As with the Trail show, D’Arcy Scott was the promoter in Cranbrook (as well as Camrose). Taking a loss was a habit for him. When Scott died in 1993, Calgary Herald columnist Brian Brenna wrote that his concerts “frequently lost money, though they featured some of the biggest names in the business … Johnny Cash offered to waive his fee when his concert failed to draw. Frank Sinatra, true to form, refused to fly to Calgary for a scheduled appearance at the Corral when he discovered there were no facilities here for refueling his private jet.”
(Sinatra’s no-show in Calgary, his airplane arrangements, and his brief stop-over in Castlegar are all the subject of a separate post.)

Nelson Daily News, May 4, 1957. Nearly identical ads appeared in other towns.
Two shows in Lethbridge weren’t much better. According to the Herald: “A disappointing crowd of 700 persons turned out to attend two shows of the Grande Old Opry held in the Lethbridge Collegiate Institute Wednesday night. The ‘Rocka Billy’ shows featured Johnny Cash, who sang, among others, I Walk the Line …”
Why did these shows draw so poorly? It’s a mystery, although perhaps it had something to do with being promoted as rockabilly, rather than rock ‘n’ roll or country and western. Plus, while Cash was already a star, Lewis was only just becoming known.
Two more shows followed in Lacombe, Alta., and then Edmonton.
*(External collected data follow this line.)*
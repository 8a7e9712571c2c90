//! Flag types shared by tokens and declarations.

use serde::Serialize;
use std::fmt;

bitflags::bitflags! {
    /// Flags attached to a scanned token.
    #[derive(Debug, Clone, Copy, PartialEq, Eq, Hash, Default)]
    pub struct TokenFlags: u16 {
        const NONE                  = 0;
        const PRECEDING_LINE_BREAK  = 1 << 0;
        const UNTERMINATED          = 1 << 1;
        const SCIENTIFIC            = 1 << 2;
        const DECIMAL_POINT         = 1 << 3;
        const DOUBLE_QUOTED         = 1 << 4;
        const IS_INVALID            = 1 << 5;

        const NUMERIC_LITERAL_FLAGS = Self::SCIENTIFIC.bits() | Self::DECIMAL_POINT.bits();
    }
}

/// Visibility of a module-level declaration.
#[derive(Debug, Clone, Copy, PartialEq, Eq, Hash, Default, Serialize)]
#[serde(rename_all = "lowercase")]
pub enum AccessModifier {
    /// No modifier written. Functions default to public, variables to
    /// module-private.
    #[default]
    Default,
    Public,
    Private,
}

impl fmt::Display for AccessModifier {
    fn fmt(&self, f: &mut fmt::Formatter<'_>) -> fmt::Result {
        match self {
            AccessModifier::Default => Ok(()),
            AccessModifier::Public => write!(f, "public"),
            AccessModifier::Private => write!(f, "private"),
        }
    }
}
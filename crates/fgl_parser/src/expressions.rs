//! Expression parsing by precedence climbing.

use crate::parser::Parser;
use crate::precedence::{get_binary_operator_precedence, OperatorPrecedence};
use crate::utilities::can_start_expression;
use fgl_ast::{
    BinaryExpression, CallExpression, ClippedExpression, Expression, IsNullExpression,
    LiteralExpression, LiteralKind, MissingExpression, NameAccessor, NameExpression,
    ParenthesizedExpression, TokenKind, UnaryExpression,
};
use fgl_core::text::{TextPos, TextSpan};
use fgl_diagnostics::messages;

/// Parse an expression if one can start at the next token.
pub fn parse_expression(parser: &mut Parser) -> Option<Expression> {
    if !can_start_expression(parser.peek_kind()) {
        return None;
    }
    Some(parse_binary_expression(parser, OperatorPrecedence::Lowest))
}

/// Parse an expression, reporting `Expression expected` and returning a
/// placeholder when none starts at the next token.
pub fn expect_expression(parser: &mut Parser) -> Expression {
    match parse_expression(parser) {
        Some(expr) => expr,
        None => parse_missing_expression(parser),
    }
}

/// Parse `expr {, expr}`.
pub fn parse_expression_list(parser: &mut Parser) -> Vec<Expression> {
    let mut list = vec![expect_expression(parser)];
    while parser.optional(TokenKind::CommaToken) {
        list.push(expect_expression(parser));
    }
    list
}

/// Parse `name {, name}` where every item is a variable reference.
pub fn parse_name_list(parser: &mut Parser) -> Vec<NameExpression> {
    let mut list = Vec::new();
    loop {
        match parse_name_expression(parser) {
            Some(name) => list.push(name),
            None => {
                parser.error_at_next(&messages::IDENTIFIER_EXPECTED, &[]);
                break;
            }
        }
        if !parser.optional(TokenKind::CommaToken) {
            break;
        }
    }
    list
}

fn parse_missing_expression(parser: &mut Parser) -> Expression {
    parser.error_at_next(&messages::EXPRESSION_EXPECTED, &[]);
    let pos = parser.next_pos();
    Expression::Missing(MissingExpression {
        span: TextSpan::empty(pos),
    })
}

fn span_from(parser: &Parser, start: TextPos) -> TextSpan {
    TextSpan::from_bounds(start, parser.last_end().max(start))
}

fn parse_binary_expression(parser: &mut Parser, min_precedence: OperatorPrecedence) -> Expression {
    if !parser.enter_nested() {
        let pos = parser.next_pos();
        parser.next_token();
        return Expression::Missing(MissingExpression {
            span: span_from(parser, pos),
        });
    }
    let start = parser.next_pos();
    let mut left = parse_unary_expression(parser);

    loop {
        let kind = parser.peek_kind();

        // Postfix forms
        if kind == TokenKind::IsKeyword && OperatorPrecedence::Comparison >= min_precedence {
            parser.next_token();
            let negated = parser.optional(TokenKind::NotKeyword);
            parser.expect(TokenKind::NullKeyword);
            left = Expression::IsNull(IsNullExpression {
                span: span_from(parser, start),
                operand: Box::new(left),
                negated,
            });
            continue;
        }
        if kind == TokenKind::ClippedKeyword && OperatorPrecedence::Format >= min_precedence {
            parser.next_token();
            left = Expression::Clipped(ClippedExpression {
                span: span_from(parser, start),
                operand: Box::new(left),
            });
            continue;
        }

        let negated = kind == TokenKind::NotKeyword
            && (parser.peek_at(TokenKind::LikeKeyword, 2) || parser.peek_at(TokenKind::MatchesKeyword, 2));
        let operator = if negated {
            parser.peek_token(2).kind
        } else {
            kind
        };
        let precedence = get_binary_operator_precedence(operator);
        if precedence == OperatorPrecedence::Invalid || precedence < min_precedence {
            break;
        }
        if negated {
            parser.next_token();
        }
        parser.next_token();

        // `**` is right-associative; everything else associates left.
        let right_precedence = if operator == TokenKind::AsteriskAsteriskToken {
            precedence
        } else {
            precedence.next()
        };
        let right = parse_binary_expression(parser, right_precedence);
        left = Expression::Binary(BinaryExpression {
            span: span_from(parser, start),
            left: Box::new(left),
            operator,
            negated,
            right: Box::new(right),
        });
    }

    parser.exit_nested();
    left
}

fn parse_unary_expression(parser: &mut Parser) -> Expression {
    let kind = parser.peek_kind();
    let operand_precedence = match kind {
        TokenKind::NotKeyword => OperatorPrecedence::Not,
        TokenKind::MinusToken | TokenKind::PlusToken => OperatorPrecedence::Unary,
        _ => return parse_primary_expression(parser),
    };
    let start = parser.next_pos();
    parser.next_token();
    let operand = if can_start_expression(parser.peek_kind()) {
        parse_binary_expression(parser, operand_precedence)
    } else {
        parse_missing_expression(parser)
    };
    Expression::Unary(UnaryExpression {
        span: span_from(parser, start),
        operator: kind,
        operand: Box::new(operand),
    })
}

fn parse_primary_expression(parser: &mut Parser) -> Expression {
    let start = parser.next_pos();
    let literal_kind = match parser.peek_kind() {
        TokenKind::NumberLiteral => Some(LiteralKind::Number),
        TokenKind::StringLiteral => Some(LiteralKind::String),
        TokenKind::TrueKeyword => Some(LiteralKind::True),
        TokenKind::FalseKeyword => Some(LiteralKind::False),
        TokenKind::NullKeyword => Some(LiteralKind::Null),
        _ => None,
    };
    if let Some(literal_kind) = literal_kind {
        parser.next_token();
        return Expression::Literal(LiteralExpression {
            span: span_from(parser, start),
            literal_kind,
            text: parser.token().text.clone(),
        });
    }

    if parser.optional(TokenKind::OpenParenToken) {
        let inner = expect_expression(parser);
        parser.expect(TokenKind::CloseParenToken);
        return Expression::Parenthesized(ParenthesizedExpression {
            span: span_from(parser, start),
            inner: Box::new(inner),
        });
    }

    match parse_name_expression(parser) {
        Some(name) => {
            if parser.peek(TokenKind::OpenParenToken) {
                parse_call_arguments(parser, name)
            } else {
                Expression::Name(name)
            }
        }
        None => parse_missing_expression(parser),
    }
}

fn parse_call_arguments(parser: &mut Parser, callee: NameExpression) -> Expression {
    let start = callee.span.start;
    parser.next_token();
    let arguments = if parser.peek(TokenKind::CloseParenToken) {
        Vec::new()
    } else {
        parse_expression_list(parser)
    };
    parser.expect(TokenKind::CloseParenToken);
    Expression::Call(CallExpression {
        span: span_from(parser, start),
        callee,
        arguments,
    })
}

/// Parse a possibly qualified name: `x`, `rec.field`, `arr[i, j].name`,
/// `rec.*`. Keywords are accepted as member names when they follow the dot
/// on the same line.
pub fn parse_name_expression(parser: &mut Parser) -> Option<NameExpression> {
    let (name, span) = parser.parse_identifier()?;
    let start = span.start;
    let mut accessors = Vec::new();
    loop {
        if parser.peek(TokenKind::DotToken) {
            if parser.peek_at(TokenKind::AsteriskToken, 2) {
                parser.next_token();
                parser.next_token();
                accessors.push(NameAccessor::AllMembers);
                continue;
            }
            let member = parser.peek_token(2);
            let is_member = member.kind.can_be_identifier()
                || (member.kind.is_keyword() && !member.has_preceding_line_break());
            if !is_member {
                break;
            }
            parser.next_token();
            parser.next_token();
            accessors.push(NameAccessor::Member {
                name: parser.token().text.clone(),
            });
        } else if parser.optional(TokenKind::OpenBracketToken) {
            let indices = parse_expression_list(parser);
            parser.expect(TokenKind::CloseBracketToken);
            accessors.push(NameAccessor::Index { indices });
        } else {
            break;
        }
    }
    Some(NameExpression {
        span: span_from(parser, start),
        name,
        accessors,
    })
}

#[cfg(test)]
mod tests {
    use super::*;
    use crate::parser::ParseOptions;

    fn parse(source: &str) -> (Expression, usize) {
        let mut parser = Parser::new(source, &ParseOptions::default());
        let expr = expect_expression(&mut parser);
        let (diagnostics, _) = parser.finish();
        (expr, diagnostics.error_count())
    }

    #[test]
    fn test_precedence() {
        let (expr, errors) = parse("a + b * c ** 2 ** 3");
        assert_eq!(errors, 0);
        let Expression::Binary(sum) = &expr else {
            panic!("expected binary expression");
        };
        assert_eq!(sum.operator, TokenKind::PlusToken);
        let Expression::Binary(product) = sum.right.as_ref() else {
            panic!("expected product");
        };
        assert_eq!(product.operator, TokenKind::AsteriskToken);
        let Expression::Binary(power) = product.right.as_ref() else {
            panic!("expected power");
        };
        assert_eq!(power.right.to_string(), "2 ** 3");
    }

    #[test]
    fn test_not_binds_looser_than_comparison() {
        let (expr, _) = parse("NOT a = b AND c");
        let Expression::Binary(and) = &expr else {
            panic!("expected and");
        };
        assert_eq!(and.operator, TokenKind::AndKeyword);
        assert_eq!(and.left.to_string(), "not a = b");
    }

    #[test]
    fn test_postfix_forms() {
        assert_eq!(parse("x IS NOT NULL").0.to_string(), "x is not null");
        assert_eq!(parse("a || b CLIPPED").0.to_string(), "a || b clipped");
        assert_eq!(parse("name NOT LIKE 'A%'").0.to_string(), "name not like 'A%'");
    }

    #[test]
    fn test_names_and_calls() {
        let (expr, errors) = parse("arr[i + 1].code");
        assert_eq!(errors, 0);
        assert_eq!(expr.to_string(), "arr[i + 1].code");
        let (expr, _) = parse("rec.*");
        assert_eq!(expr.to_string(), "rec.*");
        let (expr, _) = parse("util.trim(s, 2)");
        assert!(matches!(expr, Expression::Call(ref c) if c.arguments.len() == 2));
    }

    #[test]
    fn test_keyword_member_must_stay_on_line() {
        let mut parser = Parser::new("rec.\nend for", &ParseOptions::default());
        let name = parse_name_expression(&mut parser).unwrap();
        assert!(name.is_simple());
        assert!(parser.peek(TokenKind::DotToken));
    }

    #[test]
    fn test_missing_operand_is_reported() {
        let (expr, errors) = parse("1 +");
        assert_eq!(errors, 1);
        let Expression::Binary(sum) = &expr else {
            panic!("expected binary expression");
        };
        assert!(sum.right.is_missing());
    }
}
//! Publishing rule tables.
//!
//! The registry owns the currently published [`RuleTable`] behind an
//! `RwLock<Arc<_>>`. Readers clone the `Arc` and keep using that snapshot for
//! as long as they like. A reload builds a complete new table off to the
//! side and only then swaps the pointer, so a failed reload leaves the
//! previous table published.

use crate::document::{document_version, parse_rule_document, RuleLoadError};
use crate::providers::ProviderRegistry;
use crate::rules::RuleTable;
use rustc_hash::FxHashSet;
use std::fs;
use std::io;
use std::path::{Path, PathBuf};
use std::sync::{Arc, Mutex, PoisonError, RwLock};
use std::thread::{self, JoinHandle};
use tracing::{debug, warn};

/// The rule document shipped with the crate.
pub const BUNDLED_RULES: &str = include_str!("../rules/context_rules.json");

/// The document version this build of the engine expects.
pub const DEFAULT_PRODUCT_VERSION: &str = "1.0";

/// Where rule documents come from.
pub trait RuleSource: Send + Sync {
    /// Read the current document text.
    fn load(&self) -> Result<String, RuleLoadError>;

    /// Replace the stored document with [`BUNDLED_RULES`].
    fn restore_default(&self) -> Result<(), RuleLoadError>;

    /// A short description for log output.
    fn describe(&self) -> String;
}

impl<T: RuleSource + ?Sized> RuleSource for Arc<T> {
    fn load(&self) -> Result<String, RuleLoadError> {
        (**self).load()
    }

    fn restore_default(&self) -> Result<(), RuleLoadError> {
        (**self).restore_default()
    }

    fn describe(&self) -> String {
        (**self).describe()
    }
}

impl<T: RuleSource + ?Sized> RuleSource for Box<T> {
    fn load(&self) -> Result<String, RuleLoadError> {
        (**self).load()
    }

    fn restore_default(&self) -> Result<(), RuleLoadError> {
        (**self).restore_default()
    }

    fn describe(&self) -> String {
        (**self).describe()
    }
}

/// A rule document held in memory.
pub struct MemoryRuleSource {
    text: Mutex<String>,
}

impl MemoryRuleSource {
    pub fn new(text: impl Into<String>) -> Self {
        Self {
            text: Mutex::new(text.into()),
        }
    }

    pub fn bundled() -> Self {
        Self::new(BUNDLED_RULES)
    }

    /// Replace the document; takes effect on the next reload.
    pub fn set(&self, text: impl Into<String>) {
        *self.text.lock().unwrap_or_else(PoisonError::into_inner) = text.into();
    }
}

impl RuleSource for MemoryRuleSource {
    fn load(&self) -> Result<String, RuleLoadError> {
        Ok(self.text.lock().unwrap_or_else(PoisonError::into_inner).clone())
    }

    fn restore_default(&self) -> Result<(), RuleLoadError> {
        self.set(BUNDLED_RULES);
        Ok(())
    }

    fn describe(&self) -> String {
        "memory".to_string()
    }
}

/// A rule document stored in a file. Restoring the default overwrites the
/// file with the bundled document.
pub struct FileRuleSource {
    path: PathBuf,
}

impl FileRuleSource {
    pub fn new(path: impl Into<PathBuf>) -> Self {
        Self { path: path.into() }
    }

    pub fn path(&self) -> &Path {
        &self.path
    }

    fn io_error(&self, source: io::Error) -> RuleLoadError {
        RuleLoadError::Io {
            path: self.path.clone(),
            source,
        }
    }
}

impl RuleSource for FileRuleSource {
    fn load(&self) -> Result<String, RuleLoadError> {
        fs::read_to_string(&self.path).map_err(|err| self.io_error(err))
    }

    fn restore_default(&self) -> Result<(), RuleLoadError> {
        fs::write(&self.path, BUNDLED_RULES).map_err(|err| self.io_error(err))
    }

    fn describe(&self) -> String {
        self.path.display().to_string()
    }
}

/// Holds the published rule table and reloads it from a [`RuleSource`].
pub struct RuleRegistry {
    table: RwLock<Arc<RuleTable>>,
    reload_lock: Mutex<()>,
    source: Box<dyn RuleSource>,
    product_version: String,
    providers: FxHashSet<String>,
}

impl RuleRegistry {
    /// A registry with an empty table. Call [`reload`](Self::reload) to
    /// publish the source's document. Provider ids are taken from
    /// `providers` and used to validate documents.
    pub fn new(
        source: impl RuleSource + 'static,
        product_version: impl Into<String>,
        providers: &ProviderRegistry,
    ) -> Self {
        Self {
            table: RwLock::new(Arc::new(RuleTable::default())),
            reload_lock: Mutex::new(()),
            source: Box::new(source),
            product_version: product_version.into(),
            providers: providers.ids().map(str::to_string).collect(),
        }
    }

    /// A registry loaded from the bundled document.
    pub fn bundled(providers: &ProviderRegistry) -> Result<Self, RuleLoadError> {
        let registry = Self::new(MemoryRuleSource::bundled(), DEFAULT_PRODUCT_VERSION, providers);
        registry.reload()?;
        Ok(registry)
    }

    /// The currently published table.
    pub fn current(&self) -> Arc<RuleTable> {
        Arc::clone(&self.table.read().unwrap_or_else(PoisonError::into_inner))
    }

    pub fn product_version(&self) -> &str {
        &self.product_version
    }

    pub fn source(&self) -> &dyn RuleSource {
        self.source.as_ref()
    }

    /// Load, validate and publish the source's document. Returns the number
    /// of entries published.
    ///
    /// A document tagged with a different version than the product expects
    /// is replaced by the bundled default through the source, which is then
    /// loaded instead. Reloads are serialized; on any error the previously
    /// published table stays in place.
    #[tracing::instrument(level = "debug", skip_all, fields(source = %self.source.describe()))]
    pub fn reload(&self) -> Result<usize, RuleLoadError> {
        let _guard = self.reload_lock.lock().unwrap_or_else(PoisonError::into_inner);

        let table = match self.load_checked() {
            Err(RuleLoadError::VersionMismatch { expected, found }) => {
                warn!(%expected, %found, "rule document version mismatch, restoring bundled rules");
                self.source.restore_default()?;
                self.load_checked()?
            }
            result => result?,
        };

        let count = table.len();
        *self.table.write().unwrap_or_else(PoisonError::into_inner) = Arc::new(table);
        debug!(entries = count, "published rule table");
        Ok(count)
    }

    fn load_checked(&self) -> Result<RuleTable, RuleLoadError> {
        let text = self.source.load()?;
        let found = document_version(&text)?;
        if found != self.product_version {
            return Err(RuleLoadError::VersionMismatch {
                expected: self.product_version.clone(),
                found,
            });
        }
        parse_rule_document(&text, |id| self.providers.contains(id))
    }
}

/// Reload `registry` on a background thread. Failures are logged and also
/// returned through the join handle for callers that wait.
pub fn spawn_reload(
    registry: &Arc<RuleRegistry>,
) -> io::Result<JoinHandle<Result<usize, RuleLoadError>>> {
    let registry = Arc::clone(registry);
    thread::Builder::new()
        .name("fgl-rule-reload".to_string())
        .spawn(move || {
            let result = registry.reload();
            if let Err(err) = &result {
                warn!(error = %err, "background rule reload failed");
            }
            result
        })
}

#[cfg(test)]
mod tests {
    use super::*;
    use fgl_ast::TokenKind;
    use fgl_core::version::LanguageVersion;

    const SMALL: &str = r#"{ "version": "1.0", "entries": [ { "token": "let" } ] }"#;

    fn registry(text: &str) -> RuleRegistry {
        RuleRegistry::new(MemoryRuleSource::new(text), "1.0", &ProviderRegistry::with_builtins())
    }

    #[test]
    fn test_bundled_rules_load() {
        let registry = RuleRegistry::bundled(&ProviderRegistry::with_builtins()).unwrap();
        let table = registry.current();
        assert_eq!(table.version, DEFAULT_PRODUCT_VERSION);
        assert!(table.lookup(TokenKind::ForKeyword, LanguageVersion::LATEST).is_some());
    }

    #[test]
    fn test_failed_reload_keeps_previous_table() {
        let source = Arc::new(MemoryRuleSource::new(SMALL));
        let registry = RuleRegistry::new(
            Arc::clone(&source),
            "1.0",
            &ProviderRegistry::with_builtins(),
        );
        assert_eq!(registry.reload().unwrap(), 1);
        let before = registry.current();

        source.set(r#"{ "version": "1.0", "entries": [ { "token": "let" }, { "token": "bogus" } ] }"#);
        assert!(matches!(registry.reload(), Err(RuleLoadError::UnknownToken { .. })));
        assert!(Arc::ptr_eq(&before, &registry.current()));
    }

    #[test]
    fn test_snapshot_survives_swap() {
        let registry = registry(SMALL);
        registry.reload().unwrap();
        let snapshot = registry.current();
        registry.reload().unwrap();
        assert!(!Arc::ptr_eq(&snapshot, &registry.current()));
        assert_eq!(snapshot.len(), 1);
    }

    #[test]
    fn test_version_mismatch_restores_bundled() {
        let registry = registry(r#"{ "version": "0.1", "entries": [ { "token": "nonsense" } ] }"#);
        let count = registry.reload().unwrap();
        assert!(count > 1);
        assert_eq!(registry.source().load().unwrap(), BUNDLED_RULES);
    }

    #[test]
    fn test_mismatch_with_bundled_is_an_error() {
        let registry = RuleRegistry::new(MemoryRuleSource::new(SMALL), "9.9", &ProviderRegistry::with_builtins());
        let err = registry.reload().unwrap_err();
        assert!(matches!(err, RuleLoadError::VersionMismatch { ref found, .. } if found == "1.0"));
        assert!(registry.current().is_empty());
    }

    #[test]
    fn test_spawn_reload() {
        let registry = Arc::new(registry(SMALL));
        let handle = spawn_reload(&registry).unwrap();
        assert_eq!(handle.join().unwrap().unwrap(), 1);
        assert_eq!(registry.current().len(), 1);
    }
}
Photos from the latter concert are the only ones known to exist from the Canadian legs of the tour.
The next stop was Regina and the Leader Post provided the most detailed account of what actually took place at these shows. Cash presented “nearly a dozen tunes he has made popular,” while “piano-pounder” Lewis was “in a class all by himself.”
[He] gave the Auditorium piano a trouncing such as it has never had before. Attacking the ivories with an uninhibited ferocity, the mop-headed lad, backed by drums and bass, stirred up excitement with shouting renditions of Blueberry Hill, All Shook Up, Tutti Fruitti, and others in a similar vein. In a surprise change of pace he added a Negro spiritual, My God is Real, to good effect. Carl Perkins, backed by his hard-driving Blue Suede Shoes band, got things off to a foot-stomping start with such items as Bobbing the Blues, I’m Walking, True Love, That’s Right and Blue Suede Shoes. For good measure, he demonstrated his guitar-picking ability with Poor People of Paris.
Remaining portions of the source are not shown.